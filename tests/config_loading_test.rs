//! Configuration files on disk: format detection, defaults, validation, env overrides.

use hexapod_telemetry::config::{CoordinateSystem, HexapodConfig, Units};
use hexapod_telemetry::geometry::LegIndex;
use hexapod_telemetry::ConfigError;
use std::fs;
use tempfile::TempDir;

const FIVE_LEG_YAML: &str = r#"
robot:
  body: { length: 0.2, width: 0.15, height: 0.05 }
  legs:
    0: { name: "Left Front", position: [0.075, 0.075, 0.0], rotation: 0.7854, link_lengths: [0.03, 0.08, 0.12], joint_angle_offsets: [0.0, 0.0, 0.0] }
    1: { name: "Left Middle", position: [0.0, 0.075, 0.0], rotation: 1.5708, link_lengths: [0.03, 0.08, 0.12], joint_angle_offsets: [0.0, 0.0, 0.0] }
    2: { name: "Left Rear", position: [-0.075, 0.075, 0.0], rotation: 2.3562, link_lengths: [0.03, 0.08, 0.12], joint_angle_offsets: [0.0, 0.0, 0.0] }
    3: { name: "Right Rear", position: [-0.075, -0.075, 0.0], rotation: -2.3562, link_lengths: [0.03, 0.08, 0.12], joint_angle_offsets: [0.0, 0.0, 0.0] }
    4: { name: "Right Middle", position: [0.0, -0.075, 0.0], rotation: -1.5708, link_lengths: [0.03, 0.08, 0.12], joint_angle_offsets: [0.0, 0.0, 0.0] }
"#;

fn write(dir: &TempDir, name: &str, contents: &str) -> std::path::PathBuf {
    let path = dir.path().join(name);
    fs::write(&path, contents).unwrap();
    path
}

#[test]
fn test_default_yaml_round_trips() {
    let dir = TempDir::new().unwrap();
    let path = dir.path().join("config_default.yaml");

    HexapodConfig::write_default(&path).unwrap();
    let loaded = HexapodConfig::load_with_env(&path, "HEXAPOD_TEST_UNUSED_YAML_").unwrap();

    assert_eq!(loaded, HexapodConfig::default_config());
}

#[test]
fn test_default_toml_round_trips() {
    let dir = TempDir::new().unwrap();
    let path = dir.path().join("config_default.toml");

    HexapodConfig::write_default(&path).unwrap();
    let loaded = HexapodConfig::load_with_env(&path, "HEXAPOD_TEST_UNUSED_TOML_").unwrap();

    assert_eq!(loaded, HexapodConfig::default_config());
    let geometry = loaded.robot_geometry().unwrap();
    assert_eq!(geometry.leg(LegIndex::ALL[3]).name, "Right Front");
}

#[test]
fn test_missing_file_is_not_found() {
    let dir = TempDir::new().unwrap();
    let err = HexapodConfig::load_from(dir.path().join("absent.yaml")).unwrap_err();
    assert!(matches!(err, ConfigError::NotFound(_)));
}

#[test]
fn test_optional_sections_take_defaults() {
    let dir = TempDir::new().unwrap();
    let mut yaml = FIVE_LEG_YAML.to_string();
    yaml.push_str(
        "    5: { name: \"Right Front\", position: [0.075, -0.075, 0.0], rotation: -0.7854, \
         link_lengths: [0.08, 0.12], joint_angle_offsets: [0.0, 0.1, -0.1] }\n",
    );
    let path = write(&dir, "minimal.yml", &yaml);

    let config = HexapodConfig::load_with_env(&path, "HEXAPOD_TEST_UNUSED_MIN_").unwrap();

    assert_eq!(config.serial.port, "COM5");
    assert_eq!(config.serial.baudrate, 115_200);
    assert_eq!(config.visualization.update_rate, 60);
    assert_eq!(config.data.units, Units::Meters);
    assert_eq!(config.data.coordinate_system, CoordinateSystem::RightHand);

    let geometry = config.robot_geometry().unwrap();
    let front = geometry.leg(LegIndex::ALL[5]);
    assert_eq!(front.link_lengths.as_array(), [0.0, 0.08, 0.12]);
    assert_eq!(front.joint_angle_offsets, [0.0, 0.1, -0.1]);
}

#[test]
fn test_missing_leg_rejected() {
    let dir = TempDir::new().unwrap();
    let path = write(&dir, "five_legs.yaml", FIVE_LEG_YAML);

    let err = HexapodConfig::load_with_env(&path, "HEXAPOD_TEST_UNUSED_FIVE_").unwrap_err();
    match err {
        ConfigError::MissingLegs(missing) => assert_eq!(missing, vec![5]),
        other => panic!("expected MissingLegs, got {other:?}"),
    }
}

#[test]
fn test_extra_leg_rejected() {
    let dir = TempDir::new().unwrap();
    let mut yaml = FIVE_LEG_YAML.to_string();
    yaml.push_str(
        "    6: { name: \"Tail\", position: [0.0, 0.0, 0.0], rotation: 0.0, \
         link_lengths: [0.03, 0.08, 0.12], joint_angle_offsets: [0.0, 0.0, 0.0] }\n",
    );
    let path = write(&dir, "extra.yaml", &yaml);

    let err = HexapodConfig::load_with_env(&path, "HEXAPOD_TEST_UNUSED_EXTRA_").unwrap_err();
    assert!(matches!(err, ConfigError::ExtraLegs(ref keys) if keys == &["6".to_string()]));
}

#[test]
fn test_out_of_range_value_rejected() {
    let dir = TempDir::new().unwrap();
    let path = dir.path().join("config.toml");
    let mut config = HexapodConfig::default_config();
    config.visualization.update_rate = 500;
    config.write_to(&path).unwrap();

    let err = HexapodConfig::load_with_env(&path, "HEXAPOD_TEST_UNUSED_RANGE_").unwrap_err();
    assert!(err.to_string().contains("visualization.update_rate"));
}

#[test]
fn test_malformed_toml_is_load_error() {
    let dir = TempDir::new().unwrap();
    let path = write(&dir, "broken.toml", "[serial\nport = ");

    let err = HexapodConfig::load_with_env(&path, "HEXAPOD_TEST_UNUSED_BROKEN_").unwrap_err();
    assert!(matches!(err, ConfigError::Load(_)));
}

#[test]
fn test_env_overrides_file_values() {
    let dir = TempDir::new().unwrap();
    let path = dir.path().join("config.yaml");
    HexapodConfig::write_default(&path).unwrap();

    // Prefix is unique to this test so parallel tests never observe it.
    std::env::set_var("HEXAPOD_TEST_ENV_SERIAL__PORT", "/dev/ttyACM0");
    std::env::set_var("HEXAPOD_TEST_ENV_SERIAL__BAUDRATE", "57600");
    let loaded = HexapodConfig::load_with_env(&path, "HEXAPOD_TEST_ENV_");
    std::env::remove_var("HEXAPOD_TEST_ENV_SERIAL__PORT");
    std::env::remove_var("HEXAPOD_TEST_ENV_SERIAL__BAUDRATE");

    let loaded = loaded.unwrap();
    assert_eq!(loaded.serial.port, "/dev/ttyACM0");
    assert_eq!(loaded.serial.baudrate, 57_600);
    assert_eq!(loaded.robot, HexapodConfig::default_config().robot);
}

• [Directions for this task]
Where the word "MissingLegs" shows up in a line of the entries above, copy that line.

• [Your solution]
        ConfigError::MissingLegs(missing) => assert_eq!(missing, vec![5]),
        other => panic!("expected MissingLegs, got {other:?}"),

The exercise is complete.